Há mais cocaína sendo produzida mundialmente, a maior quantidade dela é distribuída a partir dos mares e, dentro do recorde das cargas interceptadas nos portos nacionais, o método de ocultar a droga no casco de navios tem se destacado nas várias apreensões recentes no Brasil. Grandes quantidades viajam literalmente mergulhadas, o que aumenta a dificuldade de identificação do produto dentro da embarcação. A opção dribla vistorias mais rígidas em contêineres “contaminados”, modus operandi mais comum do tráfico.
Conforme dados compilados pela Polícia Federal, a pedido do O POVO, de 2018 a 2022, quase 5 toneladas do total apreendido foram descobertas em cascos de navios. A quantidade interceptada saltou de 55 quilos (kg), em 2018, para 2,1 toneladas no ano passado, que já foi quase o dobro do ano anterior (1,2 tonelada em 2021). O porto de Santos (SP) teve o maior volume descoberto no período, com 2,01 toneladas no período.
Essa quantidade dos dados da PF, no entanto, seria muito maior. Os registros oficiais repassados pelo órgão não incluíram operações com grandes volumes interceptados. Em 10 de dezembro de 2022, uma carga de 785 kg foi apreendida em uma casa na região da Grande Vitória (ES). Seria despachada pelo porto local para a Europa, segundo a investigação da PF.
Dentro do critério de registros, mesmo estando na casa e não na zona portuária, a quantidade poderia ser inserida na contagem de apreensões. Só essa ocorrência foi muito maior do que os 271 kg informados na listagem de apreensões do porto capixaba repassada ao O POVO.
O Ceará não é um “novato” no assunto, já teve bastante cocaína descoberta dentro de cascos de navios. Em 2020, foram encontrados 363 kg do entorpecente no Porto do Pecém, em São Gonçalo do Amarante, na Região Metropolitana de Fortaleza. E em 2022, outros 65 kg no porto do Mucuripe, na Capital.
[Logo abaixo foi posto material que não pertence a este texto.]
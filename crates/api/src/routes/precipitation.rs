//! Precipitation Routes

use axum::{extract::State, Json};
use std::sync::Arc;
use tracing::info;

use crate::response::{to_records, PrecipitationRecord, WindowedPrecipitation};
use crate::{ApiError, AppState};

/// Get date and precipitation for every measurement
pub async fn get_precipitation(
    State(state): State<Arc<AppState>>,
) -> Result<Json<Vec<PrecipitationRecord>>, ApiError> {
    info!("Server request for precipitation");
    let rows = state.repository.all_precipitation().await?;
    Ok(Json(to_records(rows)))
}

/// Get precipitation for the rolling 365-day window ending at the latest
/// date in the dataset
pub async fn get_last_year(
    State(state): State<Arc<AppState>>,
) -> Result<Json<Vec<WindowedPrecipitation>>, ApiError> {
    info!("Server request for tobs");
    let rows = state.repository.last_year_precipitation().await?;
    Ok(Json(to_records(rows)))
}
//! Index Route

use axum::response::Html;
use tracing::info;

const INDEX: &str = "Home page.<br/>\
These are your options:<br/>\
/api/v1.0/precipitation<br/>\
/api/v1.0/stations<br/>\
/api/v1.0/tobs<br/>\
/api/v1.0/start_date<br/>\
<li>Enter start date as Year-Month-Day. Example: /api/v1.0/2017-03-27</li><br/>\
/api/v1.0/start_date/end_date<br/>\
<li>Enter start date and end date as Year-Month-Day. Example: /api/v1.0/2017-03-27/2017-08-03</li>";

/// List the available routes
pub async fn home() -> Html<&'static str> {
    info!("Server request for Home page");
    Html(INDEX)
}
Um flagrante da droga em dezembro 2022, no porto do Pecém, de 65 kg, também não aparece na contabilização da Polícia Federal sobre o tipo de ocultação. A apreensão mais recente da droga em portos cearenses, já em janeiro de 2023, foi descoberta dentro do casco de um navio, no Mucuripe. Acharam 10 kg da droga no alçapão do cargueiro. Isso segundo a Polícia Federal.
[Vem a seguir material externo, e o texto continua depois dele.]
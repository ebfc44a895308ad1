//! Server configuration
//!
//! Layered: built-in defaults, then an optional TOML file, then
//! `CLIMATE_API_*` environment variables.

use config::{Config, ConfigError, Environment, File};
use serde::{Deserialize, Serialize};
use std::path::PathBuf;

/// Default configuration file, looked up in the working directory
pub const DEFAULT_CONFIG_FILE: &str = "climate-api.toml";

/// Server configuration
#[derive(Debug, Clone, PartialEq, Serialize, Deserialize)]
pub struct AppConfig {
    /// Listen address
    pub bind_addr: String,

    /// SQLite dataset file
    pub database_path: PathBuf,

    /// Pool size
    pub max_connections: u32,

    /// Debug logging
    pub debug: bool,
}

impl Default for AppConfig {
    fn default() -> Self {
        Self {
            bind_addr: "127.0.0.1:5000".to_string(),
            database_path: PathBuf::from("Resources/hawaii.sqlite"),
            max_connections: 4,
            debug: false,
        }
    }
}

impl AppConfig {
    /// Load configuration. A missing file is not an error.
    pub fn load(file: Option<&str>) -> Result<Self, ConfigError> {
        let defaults = Self::default();

        Config::builder()
            .set_default("bind_addr", defaults.bind_addr)?
            .set_default(
                "database_path",
                defaults.database_path.to_string_lossy().into_owned(),
            )?
            .set_default("max_connections", i64::from(defaults.max_connections))?
            .set_default("debug", defaults.debug)?
            .add_source(File::with_name(file.unwrap_or(DEFAULT_CONFIG_FILE)).required(false))
            .add_source(Environment::with_prefix("CLIMATE_API"))
            .build()?
            .try_deserialize()
    }
}
//! Row Models
//!
//! Statically declared shapes of the `measurement` and `station` tables and
//! of the rows produced by the aggregate queries.

use serde::{Deserialize, Serialize};
use sqlx::FromRow;

/// One station-day observation
#[derive(Debug, Clone, PartialEq, FromRow, Serialize, Deserialize)]
pub struct Measurement {
    pub id: i64,
    pub station: String,
    /// ISO `YYYY-MM-DD`
    pub date: String,
    /// Missing gauge readings are NULL
    pub prcp: Option<f64>,
    pub tobs: f64,
}

/// Weather station metadata
#[derive(Debug, Clone, PartialEq, FromRow, Serialize, Deserialize)]
pub struct Station {
    pub id: i64,
    pub station: String,
    pub name: String,
    pub latitude: f64,
    pub longitude: f64,
    pub elevation: f64,
}

/// Date and precipitation of a single measurement
#[derive(Debug, Clone, PartialEq, FromRow, Serialize, Deserialize)]
pub struct PrecipitationRow {
    pub date: String,
    pub prcp: Option<f64>,
}

/// Station identifier column
#[derive(Debug, Clone, PartialEq, FromRow, Serialize, Deserialize)]
pub struct StationId {
    pub station: String,
}

/// Temperature aggregates for one date. NULL when every `tobs` of the
/// date is NULL.
#[derive(Debug, Clone, PartialEq, FromRow, Serialize, Deserialize)]
pub struct TemperatureSummaryRow {
    pub date: String,
    pub min_temp: Option<f64>,
    pub avg_temp: Option<f64>,
    pub max_temp: Option<f64>,
}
Já a Companhia Docas do Ceará (CDC), que administra o Porto do Mucuripe, respondeu em nota ao O POVO que “nunca houve nenhuma ocorrência dessa natureza no Porto de Fortaleza”.
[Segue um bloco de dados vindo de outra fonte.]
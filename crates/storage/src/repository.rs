//! Repository Implementation

use crate::models::{PrecipitationRow, StationId, TemperatureSummaryRow};
use crate::schema;
use crate::window::{format_date, window_start};
use crate::StorageError;
use sqlx::pool::PoolConnection;
use sqlx::sqlite::{SqliteConnectOptions, SqlitePoolOptions};
use sqlx::{Sqlite, SqlitePool};
use std::path::Path;
use tracing::{debug, info};

const ALL_PRECIPITATION: &str = "SELECT date, prcp FROM measurement ORDER BY id";

const ALL_STATION_IDS: &str = "SELECT station FROM station ORDER BY id";

const LATEST_DATE: &str = "SELECT MAX(date) FROM measurement";

const PRECIPITATION_SINCE: &str =
    "SELECT date, prcp FROM measurement WHERE date >= ?1 ORDER BY date, id";

const TEMPERATURE_SUMMARY_SINCE: &str = "\
SELECT date,
       CAST(MIN(tobs) AS REAL) AS min_temp,
       CAST(AVG(tobs) AS REAL) AS avg_temp,
       CAST(MAX(tobs) AS REAL) AS max_temp
FROM measurement
WHERE date >= ?1
GROUP BY date
ORDER BY date";

const TEMPERATURE_SUMMARY_RANGE: &str = "\
SELECT date,
       CAST(MIN(tobs) AS REAL) AS min_temp,
       CAST(AVG(tobs) AS REAL) AS avg_temp,
       CAST(MAX(tobs) AS REAL) AS max_temp
FROM measurement
WHERE date >= ?1 AND date <= ?2
GROUP BY date
ORDER BY date";

/// Read-only query layer over the measurement dataset.
///
/// Each query checks out its own connection from the pool and hands it back
/// when the query returns, on success or failure alike.
#[derive(Debug, Clone)]
pub struct Repository {
    pool: SqlitePool,
}

impl Repository {
    /// Open the dataset file read-only
    pub async fn with_sqlite(db_path: &Path, max_connections: u32) -> Result<Self, StorageError> {
        info!("Opening dataset {} (read-only)", db_path.display());

        let options = SqliteConnectOptions::new()
            .filename(db_path)
            .read_only(true)
            .create_if_missing(false);

        let pool = SqlitePoolOptions::new()
            .max_connections(max_connections.max(1))
            .connect_with(options)
            .await?;

        Ok(Self { pool })
    }

    /// Create an empty in-memory dataset with both tables declared.
    ///
    /// A single connection is kept alive for the lifetime of the pool, since
    /// every new connection to `:memory:` would see its own empty database.
    pub async fn in_memory() -> Result<Self, StorageError> {
        info!("Creating in-memory dataset");

        let pool = SqlitePoolOptions::new()
            .max_connections(1)
            .min_connections(1)
            .idle_timeout(None)
            .max_lifetime(None)
            .connect("sqlite::memory:")
            .await?;

        schema::create_tables(&pool).await?;
        Ok(Self { pool })
    }

    /// Underlying pool
    pub fn pool(&self) -> &SqlitePool {
        &self.pool
    }

    async fn acquire(&self) -> Result<PoolConnection<Sqlite>, StorageError> {
        let conn = self.pool.acquire().await?;
        debug!(
            "Acquired connection ({} open, {} idle)",
            self.pool.size(),
            self.pool.num_idle()
        );
        Ok(conn)
    }

    /// Date and precipitation of every measurement, in table order
    pub async fn all_precipitation(&self) -> Result<Vec<PrecipitationRow>, StorageError> {
        let mut conn = self.acquire().await?;
        let rows = sqlx::query_as::<_, PrecipitationRow>(ALL_PRECIPITATION)
            .fetch_all(&mut *conn)
            .await?;
        debug!("Fetched {} precipitation rows", rows.len());
        Ok(rows)
    }

    /// Every station identifier, in table order, duplicates included
    pub async fn all_station_ids(&self) -> Result<Vec<StationId>, StorageError> {
        let mut conn = self.acquire().await?;
        let rows = sqlx::query_as::<_, StationId>(ALL_STATION_IDS)
            .fetch_all(&mut *conn)
            .await?;
        debug!("Fetched {} station ids", rows.len());
        Ok(rows)
    }

    /// Latest date present in the measurement table
    pub async fn latest_date(&self) -> Result<Option<String>, StorageError> {
        let mut conn = self.acquire().await?;
        let latest: Option<String> = sqlx::query_scalar(LATEST_DATE)
            .fetch_one(&mut *conn)
            .await?;
        Ok(latest)
    }

    /// Precipitation for the 365 days ending at the dataset's latest date,
    /// ascending by date. An empty dataset has no window and yields no rows.
    pub async fn last_year_precipitation(&self) -> Result<Vec<PrecipitationRow>, StorageError> {
        let Some(latest) = self.latest_date().await? else {
            debug!("Measurement table is empty, no rolling window");
            return Ok(Vec::new());
        };
        let start = format_date(window_start(&latest)?);
        debug!("Latest date in dataset: {}, window starts {}", latest, start);

        let mut conn = self.acquire().await?;
        let rows = sqlx::query_as::<_, PrecipitationRow>(PRECIPITATION_SINCE)
            .bind(start.as_str())
            .fetch_all(&mut *conn)
            .await?;
        Ok(rows)
    }

    /// Per-date min/avg/max temperature for every date `>= start`.
    ///
    /// `start` is compared as a string against the stored ISO dates; input
    /// that is not a date simply matches nothing.
    pub async fn temp_summary_since(
        &self,
        start: &str,
    ) -> Result<Vec<TemperatureSummaryRow>, StorageError> {
        let mut conn = self.acquire().await?;
        let rows = sqlx::query_as::<_, TemperatureSummaryRow>(TEMPERATURE_SUMMARY_SINCE)
            .bind(start)
            .fetch_all(&mut *conn)
            .await?;
        debug!("Temperature summary since {}: {} dates", start, rows.len());
        Ok(rows)
    }

    /// Per-date min/avg/max temperature for `start <= date <= end`
    pub async fn temp_summary_range(
        &self,
        start: &str,
        end: &str,
    ) -> Result<Vec<TemperatureSummaryRow>, StorageError> {
        let mut conn = self.acquire().await?;
        let rows = sqlx::query_as::<_, TemperatureSummaryRow>(TEMPERATURE_SUMMARY_RANGE)
            .bind(start)
            .bind(end)
            .fetch_all(&mut *conn)
            .await?;
        debug!(
            "Temperature summary {}..={}: {} dates",
            start,
            end,
            rows.len()
        );
        Ok(rows)
    }
}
O Complexo Industrial e Portuário do Pecém (CIPP) confirmou ao O POVO que o local teve pelo menos quatro apreensões em cascos de navios nos últimos anos. Duas a mais que as interceptações feitas em contêineres no local.
A Inteligência da Receita Federal no Ceará tem olhado atentamente para essa “novidade da vez” — não tão nova, mas cada vez mais acionada pelos traficantes.
"O que estamos em alerta agora (no Ceará) é para o que está acontecendo muito em outros portos pelo País, a modalidade de inserir os pacotes de cocaína nos cascos dos navios", admitiu ao O POVO um agente da Divisão de Repressão e Combate ao Tráfico de Entorpecentes do órgão na região, que pediu anonimato.
O POVO apurou que mergulhadores do Corpo de Bombeiros do Ceará têm realizado as operações de mergulho para inspecionar embarcações "em análise de risco" (quando há suspeição de cocaína embarcada).
Para a inserção do entorpecente no casco do navio, a figura do mergulhador profissional passou a ser imprescindível às quadrilhas. Ele abre a grade da caixa de mar e amarra a droga na parte interna. O pó viaja envolto em fitas adesivas e sacos plásticos, separados ainda em tabletes, em média de 1 kg cada. Os mergulhadores são acionados no ponto de partida e podem até viajar para o destino final, para concluir a tarefa e “resgatar” a droga.
Casco de navio é a denominação genérica, mas o ponto específico é a caixa de mar, alçapão, “sea chest” ou “caverna” (mais relacionada à estrutura da embarcação). São dois espaços submersos, com a profundidade de acordo com o porte do navio. Fica na parte de trás da embarcação, já próximo das hélices. A caixa de mar ajuda na flutuação do cargueiro, no resfriamento dos motores e para despejo do sistema hidráulico interno.
O método segue sendo muito acionado pelos traficantes em 2023. Em apenas quatro portos no Brasil, incluindo o Pecém, foram apreendidas quase três toneladas de cocaína escondidas em cascos de cargueiros. No porto de Santos, foram 2,2 toneladas em sete operações. Outros portos com registros este ano foram em Rio Grande (RS), 206 kg; São Sebastião (SP), 400 kg; além dos 10 kg descobertos no Pecém.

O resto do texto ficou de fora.